Once the prizewinning poet Gillian Allnutt said to me, 'Isn't it great when people get what you're trying to do?' She meant editors of course, specifically, at the time, the editors of literary magazines. It was a thought that became more poignant to me, first as serious print lit mags dwindled, and now as a story 'zine' culture supported by the web has emerged, in which, as AL Kennedy has remarked, editors so often set the agenda for authors by running pre-themed issues. As I've written before, this is a culture which is basically not serious on the most fundamental literary level, since an editor looking for stories to fit a theme is by definition not first and foremost looking out for literary innovation, or interested in an author's own literary agenda. (I worry that we contributed to this culture when we published the apparently themed issues of the short-story mag Metropolitan; the fact is, as I've written before, we never thought up themes beforehand: each time we simply chose the stories we considered the best or most exciting, and then, for marketing purposes, thought up a theme which encompassed them all.) In this culture, and in the competition culture which has grown up alongside it, literature pushing at the boundaries of convention - and therefore arguably failing in conventional terms, and thus needing a special kind of literary attention - can get sidelined.

So when Horizon Review was announced, and editor Jane Holland set out her aims, I was excited. She would not be prescriptive, she said. What she would be looking for in the work sent to her was 'openness: to the physical, to the wider world, to ideas and language, and to the possibility of failure'. This was somewhere for me to send my stories, I felt, this is someone who might be attuned to 'what I am trying to do' - to stretch narrative boundaries to explore the contingency of our sense of reality - and 'would get it.' I sent her a story, 'Possibility', and she did indeed accept it.

Writing a post at the time I said that in a literary climate where such serious magazines exist the short-story writer will usually find a home for his or her stories. Yet even as I wrote it, I was aware that Jane had also said this: 'I don’t want Horizon to be a cosy refuge for writers looking for allies and a comfortable place to sleep'. I'd be pushing my luck to send another for a while, I felt. Yet the sense that Jane 'would get' my new story, 'The Choice Chamber', overcame me and I sent it to her anyway. Yesterday she sent me an email in which she said that she would love to turn it down because she didn't want me to look like a Horizon fixture, but she had liked the story so much that, alas, she was forced to accept it.

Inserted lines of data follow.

//! Identity provider seam.
//!
//! Authentication is delegated to an external provider that emails one-time
//! codes, exchanges a verified code for a session token and announces
//! sign-in / sign-out transitions. [`MemoryIdentityProvider`] is an
//! in-process implementation used for local development and tests.

use std::collections::HashMap;
use std::sync::{Arc, Mutex};

use async_trait::async_trait;
use chrono::{DateTime, Duration, Utc};
use serde::{Deserialize, Serialize};
use tokio::sync::broadcast;
use tracing::{debug, info};
use uuid::Uuid;

use crate::clock::Clock;
use crate::error::AuthError;
use crate::types::{SessionToken, UserId};

/// How long an issued one-time code stays valid.
pub const CODE_TTL_SECS: i64 = 600;

/// An authenticated session.
#[derive(Debug, Clone, Serialize, Deserialize, PartialEq, Eq)]
pub struct Session {
    pub user_id: UserId,
    pub token: SessionToken,
}

/// Transitions announced by the identity provider.
#[derive(Debug, Clone, PartialEq, Eq)]
pub enum AuthEvent {
    SignedIn(Session),
    SignedOut,
}

#[async_trait]
pub trait IdentityProvider: Send + Sync {
    /// Email a one-time code to `email`.
    async fn issue_one_time_code(&self, email: &str) -> Result<(), AuthError>;

    /// Exchange a code for a session.
    async fn verify_code(&self, email: &str, code: &str) -> Result<Session, AuthError>;

    /// End the current session.
    async fn sign_out(&self) -> Result<(), AuthError>;

    /// Subscribe to sign-in / sign-out events.
    fn subscribe(&self) -> broadcast::Receiver<AuthEvent>;
}

#[derive(Debug, Clone)]
struct IssuedCode {
    code: String,
    issued_at: DateTime<Utc>,
}

#[derive(Debug, Default)]
struct ProviderState {
    issued: HashMap<String, IssuedCode>,
    offline: bool,
    fail_sign_out: bool,
    verify_calls: usize,
    sign_out_calls: usize,
}

/// In-process identity provider.
///
/// Codes are kept in an in-memory "mailbox" readable through
/// [`MemoryIdentityProvider::last_code`].
pub struct MemoryIdentityProvider {
    clock: Arc<dyn Clock>,
    state: Mutex<ProviderState>,
    events: broadcast::Sender<AuthEvent>,
}

impl MemoryIdentityProvider {
    pub fn new(clock: Arc<dyn Clock>) -> Self {
        let (events, _) = broadcast::channel(64);
        Self {
            clock,
            state: Mutex::new(ProviderState::default()),
            events,
        }
    }

    /// The code most recently issued to `email`, if any.
    pub fn last_code(&self, email: &str) -> Option<String> {
        self.lock().issued.get(email).map(|c| c.code.clone())
    }

    /// Make every call fail with [`AuthError::Network`].
    pub fn set_offline(&self, offline: bool) {
        self.lock().offline = offline;
    }

    /// Make `sign_out` fail while still counting the call.
    pub fn set_fail_sign_out(&self, fail: bool) {
        self.lock().fail_sign_out = fail;
    }

    pub fn verify_calls(&self) -> usize {
        self.lock().verify_calls
    }

    pub fn sign_out_calls(&self) -> usize {
        self.lock().sign_out_calls
    }

    /// Stable user id for an email address.
    pub fn user_id_for(email: &str) -> UserId {
        let digest = blake3::hash(email.trim().to_lowercase().as_bytes());
        UserId(format!("user-{}", &hex::encode(digest.as_bytes())[..16]))
    }

    fn lock(&self) -> std::sync::MutexGuard<'_, ProviderState> {
        self.state.lock().unwrap_or_else(|e| e.into_inner())
    }
}

#[async_trait]
impl IdentityProvider for MemoryIdentityProvider {
    async fn issue_one_time_code(&self, email: &str) -> Result<(), AuthError> {
        let mut state = self.lock();
        if state.offline {
            return Err(AuthError::Network("identity provider offline".into()));
        }

        let n = Uuid::new_v4().as_u128() % 1_000_000;
        let code = format!("{n:06}");
        state.issued.insert(
            email.to_string(),
            IssuedCode {
                code,
                issued_at: self.clock.now(),
            },
        );
        debug!(email, "One-time code issued");
        Ok(())
    }

    async fn verify_code(&self, email: &str, code: &str) -> Result<Session, AuthError> {
        let session = {
            let mut state = self.lock();
            state.verify_calls += 1;
            if state.offline {
                return Err(AuthError::Network("identity provider offline".into()));
            }

            let issued = state.issued.get(email).cloned().ok_or(AuthError::InvalidCode)?;
            if self.clock.now() - issued.issued_at >= Duration::seconds(CODE_TTL_SECS) {
                state.issued.remove(email);
                return Err(AuthError::CodeExpired);
            }
            if issued.code != code {
                return Err(AuthError::InvalidCode);
            }
            state.issued.remove(email);

            Session {
                user_id: Self::user_id_for(email),
                token: SessionToken(Uuid::new_v4().to_string()),
            }
        };

        info!(user = %session.user_id, "Signed in");
        let _ = self.events.send(AuthEvent::SignedIn(session.clone()));
        Ok(session)
    }

    async fn sign_out(&self) -> Result<(), AuthError> {
        {
            let mut state = self.lock();
            state.sign_out_calls += 1;
            if state.offline || state.fail_sign_out {
                return Err(AuthError::Network("sign-out request failed".into()));
            }
        }
        info!("Signed out");
        let _ = self.events.send(AuthEvent::SignedOut);
        Ok(())
    }

    fn subscribe(&self) -> broadcast::Receiver<AuthEvent> {
        self.events.subscribe()
    }
}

Now, as far as that story is concerned, that's a literary home.

4 comments:

Vanessa Gebbie said...

Ah.... my plans change then. I was about to submit a story, but my work is so very diffrerent to yours, I now know it won't appeal at all to the editor!

Elizabeth Baines said...

No, send it! As Jane said in her original manifesto, she is open to all types of writing, and I thought the stories in the last issue were all very different...

Vanessa Gebbie said...

If I could learn to spell 'different' (see above) I might be in with a chance!

JANE HOLLAND said...

Vanessa, being able to spell - and type! - has instant appeal as far as I'm concerned. Ditto a strong, writerly grasp of grammar and punctuation. (I once had to write a slightly stiff rejection email to a published writer - an acquaintance of mine - who had sent me a story which needed so much editorial help it looked like a sixth-form effort.)

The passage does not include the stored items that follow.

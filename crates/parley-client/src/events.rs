use serde::Serialize;
use tokio::sync::broadcast;

use parley_shared::{ChatId, DeliveryState, ProvisionalId};

use crate::chat_store::EntryKey;
use crate::summary::ConversationSummary;

/// Changes pushed to whatever renders the client.
#[derive(Debug, Clone, Serialize, PartialEq)]
#[serde(tag = "type", rename_all = "camelCase")]
pub enum ViewEvent {
    /// A conversation view was opened with its history loaded.
    ViewOpened { chat_id: ChatId, entries: usize },
    ViewClosed { chat_id: ChatId },
    /// The view was reconciled against a fresh history fetch.
    ViewResynced { chat_id: ChatId, entries: usize },
    /// A new entry was placed in the list.
    EntryAdded { chat_id: ChatId, key: EntryKey },
    /// An entry was edited or deleted in place.
    EntryPatched { chat_id: ChatId, key: EntryKey },
    /// An entry was removed locally.
    EntryRemoved { chat_id: ChatId, key: EntryKey },
    Delivery {
        chat_id: ChatId,
        provisional_id: ProvisionalId,
        state: DeliveryState,
    },
    SummaryUpdated(ConversationSummary),
}

pub(crate) fn emit(tx: &broadcast::Sender<ViewEvent>, event: ViewEvent) {
    if tx.send(event).is_err() {
        tracing::trace!("No view listeners");
    }
}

So do try me with your work and don't worry about styles or themes. I want good writing, not someone from the School of ... [insert latest literary fad here].

Thank you so much for this vote of confidence, Elizabeth. Jen at Salt sent me the link.

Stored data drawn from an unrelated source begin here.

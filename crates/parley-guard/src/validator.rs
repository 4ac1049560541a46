//! Message text validation and sanitization.
//!
//! [`Validator::validate`] is pure: it either returns escaped text that is
//! safe to render and within the length limit, or a single
//! [`RejectReason`]. Nothing is persisted before validation passes.

use regex::Regex;

use parley_shared::constants::{
    DEFAULT_FORBIDDEN_TAGS, MAX_MESSAGE_LENGTH, ONE_TIME_CODE_LEN, SPAM_CHAR_RUN, SPAM_WORD_RUN,
    USERNAME_MAX_LEN, USERNAME_MIN_LEN,
};
use parley_shared::RejectReason;

/// What [`Validator::inspect_markup`] found in an injected fragment.
#[derive(Debug, Clone, PartialEq, Eq)]
pub enum MarkupThreat {
    ForbiddenTag(String),
    ScriptUrl,
}

#[derive(Debug, Clone)]
pub struct Validator {
    max_len: usize,
    forbidden_tags: Vec<String>,
    email_regex: Regex,
    username_regex: Regex,
}

impl Validator {
    pub fn new(max_len: usize, forbidden_tags: Vec<String>) -> Self {
        Self {
            max_len,
            forbidden_tags: forbidden_tags.into_iter().map(|t| t.to_lowercase()).collect(),
            email_regex: Regex::new(r"^[^\s@]+@[^\s@]+\.[^\s@]+$").expect("static regex"),
            username_regex: Regex::new(r"^[A-Za-z0-9_]+$").expect("static regex"),
        }
    }

    /// Check message text and return its sanitized form.
    ///
    /// Checks run in order: empty, length, forbidden markup, spam, and the
    /// length again on the escaped output.
    pub fn validate(&self, text: &str) -> Result<String, RejectReason> {
        let trimmed = text.trim();
        if trimmed.is_empty() {
            return Err(RejectReason::Empty);
        }

        let len = trimmed.chars().count();
        if len > self.max_len {
            return Err(RejectReason::TooLong {
                len,
                max: self.max_len,
            });
        }

        if let Some(tag) = self.find_forbidden_tag(trimmed) {
            return Err(RejectReason::ForbiddenMarkup {
                tag: tag.to_string(),
            });
        }

        if is_spam(trimmed) {
            return Err(RejectReason::SpamPattern);
        }

        let sanitized = sanitize(trimmed);
        let escaped_len = sanitized.chars().count();
        if escaped_len > self.max_len {
            return Err(RejectReason::TooLong {
                len: escaped_len,
                max: self.max_len,
            });
        }

        Ok(sanitized)
    }

    /// First denylisted tag that appears as an opening tag, compared
    /// case-insensitively.
    pub fn find_forbidden_tag(&self, text: &str) -> Option<&str> {
        let lower = text.to_lowercase();
        self.forbidden_tags
            .iter()
            .find(|tag| has_opening_tag(&lower, tag))
            .map(String::as_str)
    }

    /// Inspect a markup fragment injected into the rendered view.
    pub fn inspect_markup(&self, fragment: &str) -> Option<MarkupThreat> {
        if let Some(tag) = self.find_forbidden_tag(fragment) {
            return Some(MarkupThreat::ForbiddenTag(tag.to_string()));
        }
        if fragment.to_lowercase().contains("javascript:") {
            return Some(MarkupThreat::ScriptUrl);
        }
        None
    }

    pub fn validate_email(&self, email: &str) -> Result<(), RejectReason> {
        if self.email_regex.is_match(email.trim()) {
            Ok(())
        } else {
            Err(RejectReason::InvalidEmail)
        }
    }

    pub fn validate_username(&self, username: &str) -> Result<(), RejectReason> {
        let len = username.chars().count();
        if len < USERNAME_MIN_LEN {
            return Err(RejectReason::InvalidUsername(format!(
                "at least {USERNAME_MIN_LEN} characters"
            )));
        }
        if len > USERNAME_MAX_LEN {
            return Err(RejectReason::InvalidUsername(format!(
                "at most {USERNAME_MAX_LEN} characters"
            )));
        }
        if !self.username_regex.is_match(username) {
            return Err(RejectReason::InvalidUsername(
                "only letters, digits and _".to_string(),
            ));
        }
        Ok(())
    }

    /// A one-time code is exactly six ASCII digits.
    pub fn validate_one_time_code(&self, code: &str) -> Result<(), RejectReason> {
        let code = code.trim();
        if code.len() == ONE_TIME_CODE_LEN && code.bytes().all(|b| b.is_ascii_digit()) {
            Ok(())
        } else {
            Err(RejectReason::MalformedCode)
        }
    }
}

impl Default for Validator {
    fn default() -> Self {
        Self::new(
            MAX_MESSAGE_LENGTH,
            DEFAULT_FORBIDDEN_TAGS.iter().map(|t| t.to_string()).collect(),
        )
    }
}

/// Escape every markup-significant character.
pub fn sanitize(text: &str) -> String {
    let mut out = String::with_capacity(text.len());
    for c in text.chars() {
        match c {
            '&' => out.push_str("&amp;"),
            '<' => out.push_str("&lt;"),
            '>' => out.push_str("&gt;"),
            '"' => out.push_str("&quot;"),
            '\'' => out.push_str("&#39;"),
            _ => out.push(c),
        }
    }
    out
}

/// A character repeated [`SPAM_CHAR_RUN`] times in a row, or a word repeated
/// [`SPAM_WORD_RUN`] times separated only by whitespace.
pub fn is_spam(text: &str) -> bool {
    has_char_run(text, SPAM_CHAR_RUN) || has_word_run(text, SPAM_WORD_RUN)
}

fn has_char_run(text: &str, run: usize) -> bool {
    let mut prev = None;
    let mut count = 0;
    for c in text.chars() {
        if Some(c) == prev {
            count += 1;
        } else {
            prev = Some(c);
            count = 1;
        }
        if count >= run {
            return true;
        }
    }
    false
}

fn has_word_run(text: &str, run: usize) -> bool {
    let mut prev: Option<String> = None;
    let mut count = 0;
    for token in text.split_whitespace() {
        // Punctuation before or after a word ends the run at that side only.
        let lead = token.split(|c| !is_word_char(c)).next().unwrap_or("").to_lowercase();
        if lead.is_empty() {
            count = 0;
        } else if prev.as_deref() == Some(lead.as_str()) {
            count += 1;
        } else {
            count = 1;
        }
        if count >= run {
            return true;
        }

        if lead.len() == token.len() {
            prev = Some(lead);
            continue;
        }
        let trail = token.rsplit(|c| !is_word_char(c)).next().unwrap_or("").to_lowercase();
        if trail.is_empty() {
            prev = None;
            count = 0;
        } else {
            prev = Some(trail);
            count = 1;
        }
    }
    false
}

fn is_word_char(c: char) -> bool {
    c.is_alphanumeric() || c == '_'
}

/// `<tag` followed by whitespace, `>`, `/` or the end of input.
fn has_opening_tag(lower: &str, tag: &str) -> bool {
    let needle = format!("<{tag}");
    lower.match_indices(&needle).any(|(idx, _)| {
        match lower[idx + needle.len()..].chars().next() {
            None => true,
            Some(c) => c.is_whitespace() || c == '>' || c == '/',
        }
    })
}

I thought recently of producing a themed issue but didn't - as you quite rightly assume - want to tie myself down in any way. Besides, what tends to happen, going on my past experience as an editor, is that either my mood or something in the air seems to shape various themes within each issue. Themes emerge naturally enough in a literary journal, in other words; why try to force them on writers?

Perhaps being both a poet and a novelist myself helps with such decisions.